I have the same problem with Izzy, who is now 2 years old and has been a feeding nightmare since she was a puppy. At one point I spent £100+ on loads of starter sets and different food types to see if anything would work. She just wants it varied and so, like Nadine, I keep a selection and vary it. My preference is for NI but she eats that for a while then goes off it. I find it hilarious, she takes a mouthful then spits it out and looks at me as if to say 'why do you want me to eat this cold slimy stuff!'
She loves sardines and tuna, cheese and cooked chicken, so I quite often put a small amount onto a food that she is not so keen on. Favourite kibble is 'Taste of the Wild' from Zooplus. This is a 6 star rated American food recommended by Enneirda with Lo. She posted a link to a dog food review site www.dogfoodanalysis.com, so I did refer to that as well. TOTW is grain free and not as expensive as some others. Unfortunately Origen gave her loose poo otherwise i would use that. She loves the Millie's kitchen wet foods, but they are v expensive and she hates their kibble. She loves Nature's Menu which is reasonably priced.


----------



## wellerfeller (Jul 12, 2011)

Nanci said:


> My goodness, its interesting all the different preferences! Sami is just over 6 months and has always been a great eater! He prefers chopped cooked chicken mixed with brown rice and cottage cheese, then I add a little Blue Buffalo kibbles for a little crunch. He gobbles every morsel! The only change is 2 feedings now instead of 3. He weighed 16 lbs. 3 days ago. As a side note he is getting his neuter day after tomorrow, so now I know how you all felt as I am a bit nervous. The Vet requests an overnight stay, but during his pre op visit and lots of questions, found out that no one actually monitors them overnight?? He is caged and left until morning . . . so I signed a waiver if everything checks out when he wakes, I requested to take him home and I will watch him very closely myself . . . wondering how that has worked with others? Did you leave your poo overnight or collect them the same day? I know its different with females as the surgery is more invasive for them, but the nurse in me has taken over and I dont want him left alone for that amount of time. Opinions please?

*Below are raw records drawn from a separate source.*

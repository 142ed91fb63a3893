use std::iter::FusedIterator;

use memchr::memchr;

use crate::processor::constants::{FIELD_SEPARATOR, LINE_TERMINATOR};

/// Lazy `(key, value)` splitter over a buffer of `key;value` lines.
///
/// Lines without a separator (including empty lines) are skipped and counted
/// instead of being reported as errors. A last line without terminator is
/// still yielded.
#[derive(Debug, Clone)]
pub struct Records<'a> {
    buf: &'a [u8],
    pos: usize,
    skipped: u64,
}

impl<'a> Records<'a> {
    pub fn new(buf: &'a [u8]) -> Self {
        Records {
            buf,
            pos: 0,
            skipped: 0,
        }
    }

    /// Number of lines skipped so far for having fewer than two fields
    pub fn skipped(&self) -> u64 {
        self.skipped
    }

    /// Offset of `field` inside the buffer being split.
    pub fn offset_of(&self, field: &[u8]) -> usize {
        field.as_ptr() as usize - self.buf.as_ptr() as usize
    }
}

impl<'a> Iterator for Records<'a> {
    type Item = (&'a [u8], &'a [u8]);

    fn next(&mut self) -> Option<Self::Item> {
        while self.pos < self.buf.len() {
            let rest = &self.buf[self.pos..];
            let (line, advance) = match memchr(LINE_TERMINATOR, rest) {
                Some(end) => (&rest[..end], end + 1),
                None => (rest, rest.len()),
            };
            self.pos += advance;

            match memchr(FIELD_SEPARATOR, line) {
                Some(sep) => return Some((&line[..sep], &line[sep + 1..])),
                None => self.skipped += 1,
            }
        }
        None
    }
}

impl FusedIterator for Records<'_> {}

Nanci I definitely would have done the same! Over here neutering doesnt require an overnight stay if all goes to plan. I think your pup will be much happier at home with you. Seems strange to keep them in when no one is actually watching them?? Do they charge extra for overnight stay? Good luck with the op I am sure it will be fine


----------



## Jeanie (Jan 23, 2012)

wellerfeller said:


> Nanci I definitely would have done the same! Over here neutering doesnt require an overnight stay if all goes to plan. I think your pup will be much happier at home with you. Seems strange to keep them in when no one is actually watching them?? Do they charge extra for overnight stay? Good luck with the op I am sure it will be fine


Hi. I also brought tilly home after her spay and watched her. Now u much say she had keyhole so I'd imagine was less pain for her. 
Think if it was normal spay I still would have brought her Home. Best of luck x 


Jeanie 😉
http://pdgm.pitapata.com/xfpV.png?Q1pT6eHd


----------



## Jeanie (Jan 23, 2012)

So am I right or wrong in saying even though I'm feeding raw that I can still mix cooked stuff in with it??? 


Jeanie 😉
http://pdgm.pitapata.com/xfpV.png?Q1pT6eHd


----------



## mum2bobs (Jun 23, 2010)

Jeanie said:


> Hi.
> It's again me with another annoying post, SORRY.
> 
> So as ye all know Tilly is a fussy eater. Will eat a food for about 3days or so and then turns her nose up at it😡
> ...


I understand your frustration with this because Bobby was just the same.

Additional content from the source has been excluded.